Material for the task:
========================================

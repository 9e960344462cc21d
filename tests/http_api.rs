use std::sync::atomic::{AtomicUsize, Ordering};
use std::sync::{Arc, Mutex};
use std::time::Duration;

use async_trait::async_trait;
use axum::body::{to_bytes, Body};
use axum::http::{header, Request, StatusCode};
use axum::Router;
use serde_json::Value;
use tower::ServiceExt;

use cisnr_assistant::config::Secret;
use cisnr_assistant::models::{ChatResponse, HealthResponse, ResourcesResponse};
use cisnr_assistant::rag::embeddings::Embedder;
use cisnr_assistant::rag::generation::Generator;
use cisnr_assistant::rag::prompt::PromptComposer;
use cisnr_assistant::rag::vector_store::VectorStore;
use cisnr_assistant::server::{build_router, AppState, SESSION_COOKIE};
use cisnr_assistant::{ChatEngine, ChatError, Result, RetrievedChunk};

struct FakeEmbedder;

#[async_trait]
impl Embedder for FakeEmbedder {
    async fn embed(&self, _text: &str) -> Result<Vec<f32>> {
        Ok(vec![0.1, 0.2, 0.3])
    }

    fn name(&self) -> &str {
        "fake-embedder"
    }
}

struct FakeStore {
    chunks: Vec<RetrievedChunk>,
    healthy: bool,
    fail: bool,
}

#[async_trait]
impl VectorStore for FakeStore {
    async fn query(&self, _vector: &[f32], top_k: u64) -> Result<Vec<RetrievedChunk>> {
        if self.fail {
            return Err(ChatError::retrieval("qdrant search failed: status Unavailable at 10.0.3.7:6334"));
        }
        Ok(self.chunks.iter().take(top_k as usize).cloned().collect())
    }

    async fn health_check(&self) -> bool {
        self.healthy
    }
}

#[derive(Default)]
struct FakeGenerator {
    fail: bool,
    calls: AtomicUsize,
    last_prompt: Mutex<Option<String>>,
}

#[async_trait]
impl Generator for FakeGenerator {
    async fn generate(&self, prompt: &str) -> Result<String> {
        self.calls.fetch_add(1, Ordering::SeqCst);
        *self.last_prompt.lock().unwrap() = Some(prompt.to_string());
        if self.fail {
            return Err(ChatError::generation("upstream 503: quota-project-1234 exhausted"));
        }
        Ok("CISNR researches wireless sensor networks and embedded systems.".to_string())
    }

    fn name(&self) -> &str {
        "fake-generator"
    }
}

fn chunk(text: &str, source: &str, score: f32) -> RetrievedChunk {
    RetrievedChunk {
        text: text.to_string(),
        source_id: source.to_string(),
        score,
    }
}

fn cisnr_chunks() -> Vec<RetrievedChunk> {
    vec![
        chunk("CISNR works on wireless sensor networks.", "doc-1", 0.92),
        chunk("CISNR runs an embedded systems lab.", "doc-3", 0.87),
        chunk("The sensor lab hosts student projects.", "doc-1", 0.80),
    ]
}

struct Harness {
    app: Router,
    generator: Arc<FakeGenerator>,
    _static_dir: tempfile::TempDir,
}

fn harness(chunks: Vec<RetrievedChunk>, healthy: bool, fail_generation: bool) -> Harness {
    let store = FakeStore {
        chunks,
        healthy,
        fail: false,
    };
    harness_with_store(store, fail_generation)
}

fn harness_with_store(store: FakeStore, fail_generation: bool) -> Harness {
    let static_dir = tempfile::tempdir().unwrap();
    std::fs::write(static_dir.path().join("index.html"), "<h1>CISNR chat</h1>").unwrap();

    let generator = Arc::new(FakeGenerator {
        fail: fail_generation,
        ..FakeGenerator::default()
    });
    let engine = ChatEngine::new(
        Arc::new(FakeEmbedder),
        Arc::new(store),
        generator.clone(),
        PromptComposer::default(),
        6,
    );
    let state = AppState::new(engine, &Secret::new("test-secret"), static_dir.path());

    Harness {
        app: build_router(state, Duration::from_secs(5)),
        generator,
        _static_dir: static_dir,
    }
}

fn json_chat(body: Value) -> Request<Body> {
    Request::builder()
        .method("POST")
        .uri("/chat")
        .header(header::CONTENT_TYPE, "application/json")
        .body(Body::from(body.to_string()))
        .unwrap()
}

async fn body_bytes(response: axum::response::Response) -> Vec<u8> {
    to_bytes(response.into_body(), usize::MAX).await.unwrap().to_vec()
}

#[tokio::test]
async fn chat_returns_answer_with_distinct_sources() {
    let h = harness(cisnr_chunks(), true, false);

    let response = h
        .app
        .oneshot(json_chat(serde_json::json!({ "question": "What does CISNR do?" })))
        .await
        .unwrap();

    assert_eq!(response.status(), StatusCode::OK);
    let cookie = response
        .headers()
        .get(header::SET_COOKIE)
        .and_then(|v| v.to_str().ok())
        .unwrap_or_default()
        .to_string();
    assert!(cookie.starts_with(SESSION_COOKIE));

    let body = body_bytes(response).await;
    let parsed: ChatResponse = tokio_test::assert_ok!(serde_json::from_slice(&body));
    assert_eq!(parsed.sources, vec!["doc-1", "doc-3"]);
    assert_eq!(parsed.question, "What does CISNR do?");
    assert!(parsed.answer.contains("wireless sensor networks"));
    assert!(!parsed.session_id.is_empty());

    let prompt = h.generator.last_prompt.lock().unwrap().clone().unwrap();
    assert!(prompt.contains("CISNR runs an embedded systems lab."));
}

#[tokio::test]
async fn chat_accepts_form_body_with_role() {
    let h = harness(cisnr_chunks(), true, false);

    let request = Request::builder()
        .method("POST")
        .uri("/chat")
        .header(header::CONTENT_TYPE, "application/x-www-form-urlencoded")
        .body(Body::from("question=Which+labs+exist%3F&role=Student"))
        .unwrap();
    let response = h.app.oneshot(request).await.unwrap();

    assert_eq!(response.status(), StatusCode::OK);
    let parsed: ChatResponse = serde_json::from_slice(&body_bytes(response).await).unwrap();
    assert_eq!(parsed.question, "Which labs exist?");

    let prompt = h.generator.last_prompt.lock().unwrap().clone().unwrap();
    assert!(prompt.contains("Question: [User: Student] Which labs exist?"));
}

#[tokio::test]
async fn chat_accepts_message_alias_and_keeps_session_id() {
    let h = harness(cisnr_chunks(), true, false);

    let response = h
        .app
        .oneshot(json_chat(serde_json::json!({
            "message": "Who leads CISNR?",
            "session_id": "session-42"
        })))
        .await
        .unwrap();

    assert_eq!(response.status(), StatusCode::OK);
    let parsed: ChatResponse = serde_json::from_slice(&body_bytes(response).await).unwrap();
    assert_eq!(parsed.question, "Who leads CISNR?");
    assert_eq!(parsed.session_id, "session-42");
}

#[tokio::test]
async fn missing_or_blank_question_is_rejected_without_generation() {
    for body in [serde_json::json!({}), serde_json::json!({ "question": "   " })] {
        let h = harness(cisnr_chunks(), true, false);
        let response = h.app.oneshot(json_chat(body)).await.unwrap();

        assert_eq!(response.status(), StatusCode::BAD_REQUEST);
        let parsed: Value = serde_json::from_slice(&body_bytes(response).await).unwrap();
        assert_eq!(parsed["error"]["type"], "validation_error");
        assert_eq!(h.generator.calls.load(Ordering::SeqCst), 0);
    }
}

#[tokio::test]
async fn malformed_json_is_a_bad_request() {
    let h = harness(cisnr_chunks(), true, false);
    let request = Request::builder()
        .method("POST")
        .uri("/chat")
        .header(header::CONTENT_TYPE, "application/json")
        .body(Body::from("{\"question\": "))
        .unwrap();

    let response = h.app.oneshot(request).await.unwrap();
    assert_eq!(response.status(), StatusCode::BAD_REQUEST);
}

#[tokio::test]
async fn generation_failure_hides_provider_details() {
    let h = harness(cisnr_chunks(), true, true);

    let response = h
        .app
        .oneshot(json_chat(serde_json::json!({ "question": "What does CISNR do?" })))
        .await
        .unwrap();

    assert_eq!(response.status(), StatusCode::INTERNAL_SERVER_ERROR);
    let text = String::from_utf8(body_bytes(response).await).unwrap();
    assert!(text.contains("generation_error"));
    assert!(text.contains("Please try again"));
    assert!(!text.contains("quota-project-1234"));
    assert!(!text.contains("503"));
}

#[tokio::test]
async fn vector_store_failure_is_a_generic_server_error() {
    let h = harness_with_store(
        FakeStore {
            chunks: cisnr_chunks(),
            healthy: true,
            fail: true,
        },
        false,
    );

    let response = h
        .app
        .oneshot(json_chat(serde_json::json!({ "question": "What does CISNR do?" })))
        .await
        .unwrap();

    assert_eq!(response.status(), StatusCode::INTERNAL_SERVER_ERROR);
    let text = String::from_utf8(body_bytes(response).await).unwrap();
    assert!(text.contains("retrieval_error"));
    assert!(text.contains("Please try again"));
    assert!(!text.contains("qdrant"));
    assert!(!text.contains("10.0.3.7"));
    assert_eq!(h.generator.calls.load(Ordering::SeqCst), 0);
}

#[tokio::test]
async fn html_clients_get_a_rendered_fragment() {
    let h = harness(cisnr_chunks(), true, false);

    let request = Request::builder()
        .method("POST")
        .uri("/chat")
        .header(header::CONTENT_TYPE, "application/x-www-form-urlencoded")
        .header(header::ACCEPT, "text/html")
        .body(Body::from("question=What+does+CISNR+do%3F"))
        .unwrap();
    let response = h.app.oneshot(request).await.unwrap();

    assert_eq!(response.status(), StatusCode::OK);
    let content_type = response.headers()[header::CONTENT_TYPE].to_str().unwrap().to_string();
    assert!(content_type.starts_with("text/html"));
    let html = String::from_utf8(body_bytes(response).await).unwrap();
    assert!(html.contains("class=\"answer\""));
    assert!(html.contains("<li>doc-1</li>"));
    assert!(html.contains("<li>doc-3</li>"));
}

#[tokio::test]
async fn empty_index_still_answers() {
    let h = harness(Vec::new(), true, false);

    let response = h
        .app
        .oneshot(json_chat(serde_json::json!({ "question": "Who founded CISNR?" })))
        .await
        .unwrap();

    assert_eq!(response.status(), StatusCode::OK);
    let parsed: ChatResponse = serde_json::from_slice(&body_bytes(response).await).unwrap();
    assert!(parsed.sources.is_empty());

    let prompt = h.generator.last_prompt.lock().unwrap().clone().unwrap();
    assert!(prompt.contains("No relevant documents were found"));
}

#[tokio::test]
async fn health_reports_vector_store_state() {
    for (healthy, status, label) in [
        (true, StatusCode::OK, "healthy"),
        (false, StatusCode::SERVICE_UNAVAILABLE, "degraded"),
    ] {
        let h = harness(cisnr_chunks(), healthy, false);
        let request = Request::builder().uri("/api/health").body(Body::empty()).unwrap();
        let response = h.app.oneshot(request).await.unwrap();

        assert_eq!(response.status(), status);
        let parsed: HealthResponse = serde_json::from_slice(&body_bytes(response).await).unwrap();
        assert_eq!(parsed.status, label);
        assert_eq!(parsed.dependencies.vector_store, healthy);
        assert_eq!(parsed.dependencies.embedding_provider, "fake-embedder");
        assert_eq!(parsed.dependencies.generation_provider, "fake-generator");
    }
}

#[tokio::test]
async fn resources_lists_static_links() {
    let h = harness(cisnr_chunks(), true, false);
    let request = Request::builder().uri("/api/resources").body(Body::empty()).unwrap();
    let response = h.app.oneshot(request).await.unwrap();

    assert_eq!(response.status(), StatusCode::OK);
    let parsed: ResourcesResponse = serde_json::from_slice(&body_bytes(response).await).unwrap();
    assert_eq!(parsed.count, 4);
    assert_eq!(parsed.resources.len(), 4);
    assert_eq!(parsed.resources[0].title, "Research Publications");
}

#[tokio::test]
async fn root_serves_the_chat_page() {
    let h = harness(cisnr_chunks(), true, false);
    let request = Request::builder().uri("/").body(Body::empty()).unwrap();
    let response = h.app.oneshot(request).await.unwrap();

    assert_eq!(response.status(), StatusCode::OK);
    let html = String::from_utf8(body_bytes(response).await).unwrap();
    assert!(html.contains("CISNR chat"));
}
use std::io::Read;
use std::path::Path;

use anyhow::{Context, Result};

use super::walker::DocumentFormat;

pub fn extract_text(path: &Path, format: DocumentFormat) -> Result<String> {
    match format {
        DocumentFormat::PlainText => std::fs::read_to_string(path)
            .with_context(|| format!("Failed to read text file: {}", path.display())),
        DocumentFormat::Pdf => pdf_extract::extract_text(path)
            .with_context(|| format!("Failed to extract PDF text: {}", path.display())),
        DocumentFormat::Docx => extract_docx(path),
    }
}

fn extract_docx(path: &Path) -> Result<String> {
    let file = std::fs::File::open(path)
        .with_context(|| format!("Failed to open DOCX: {}", path.display()))?;
    let mut archive = zip::ZipArchive::new(file)
        .with_context(|| format!("Failed to read DOCX as ZIP: {}", path.display()))?;

    let mut xml = String::new();
    archive
        .by_name("word/document.xml")
        .with_context(|| format!("No word/document.xml in {}", path.display()))?
        .read_to_string(&mut xml)?;

    Ok(docx_paragraphs(&xml).join("\n"))
}

/// Text runs (`<w:t>`) grouped by paragraph (`</w:p>`), with XML entities decoded.
fn docx_paragraphs(xml: &str) -> Vec<String> {
    xml.split("</w:p>")
        .map(|paragraph| text_runs(paragraph).concat())
        .map(|text| text.trim().to_string())
        .filter(|text| !text.is_empty())
        .collect()
}

fn text_runs(xml: &str) -> Vec<String> {
    let mut runs = Vec::new();
    let mut rest = xml;

    while let Some(open) = rest.find("<w:t") {
        let after = &rest[open + 4..];
        // `<w:tab/>` and `<w:tbl>` share the prefix.
        if !after.starts_with('>') && !after.starts_with(' ') {
            rest = after;
            continue;
        }
        let Some(tag_end) = after.find('>') else { break };
        let content = &after[tag_end + 1..];
        let Some(close) = content.find("</w:t>") else { break };
        runs.push(decode_entities(&content[..close]));
        rest = &content[close + 6..];
    }

    runs
}

fn decode_entities(text: &str) -> String {
    text.replace("&lt;", "<")
        .replace("&gt;", ">")
        .replace("&quot;", "\"")
        .replace("&apos;", "'")
        .replace("&amp;", "&")
}

#[cfg(test)]
mod tests {
    use super::*;
    use std::io::Write;

    const DOCUMENT_XML: &str = r#"<w:document><w:body>
<w:p><w:r><w:t>CISNR </w:t></w:r><w:r><w:t xml:space="preserve">R&amp;D centre</w:t></w:r></w:p>
<w:p><w:r><w:tab/><w:t>Second paragraph</w:t></w:r></w:p>
<w:p></w:p>
</w:body></w:document>"#;

    #[test]
    fn paragraphs_are_split_and_decoded() {
        assert_eq!(
            docx_paragraphs(DOCUMENT_XML),
            vec!["CISNR R&D centre".to_string(), "Second paragraph".to_string()]
        );
    }

    #[test]
    fn extracts_plain_text_file() {
        let dir = tempfile::tempdir().unwrap();
        let path = dir.path().join("about.md");
        std::fs::write(&path, "# CISNR\nWireless sensor networks.").unwrap();

        let text = extract_text(&path, DocumentFormat::PlainText).unwrap();
        assert!(text.contains("Wireless sensor networks."));
    }

    #[test]
    fn extracts_docx_archive() {
        let dir = tempfile::tempdir().unwrap();
        let path = dir.path().join("brochure.docx");
        let mut writer = zip::ZipWriter::new(std::fs::File::create(&path).unwrap());
        writer
            .start_file("word/document.xml", zip::write::SimpleFileOptions::default())
            .unwrap();
        writer.write_all(DOCUMENT_XML.as_bytes()).unwrap();
        writer.finish().unwrap();

        let text = extract_text(&path, DocumentFormat::Docx).unwrap();
        assert_eq!(text, "CISNR R&D centre\nSecond paragraph");
    }

    #[test]
    fn docx_without_document_part_fails() {
        let dir = tempfile::tempdir().unwrap();
        let path = dir.path().join("empty.docx");
        let mut writer = zip::ZipWriter::new(std::fs::File::create(&path).unwrap());
        writer
            .start_file("other.xml", zip::write::SimpleFileOptions::default())
            .unwrap();
        writer.finish().unwrap();

        assert!(extract_text(&path, DocumentFormat::Docx).is_err());
    }
}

========================================

Work to complete: Please show all lines from the entries that contain the word "find".

Response:
    while let Some(open) = rest.find("<w:t") {
        let Some(tag_end) = after.find('>') else { break };
        let Some(close) = content.find("</w:t>") else { break };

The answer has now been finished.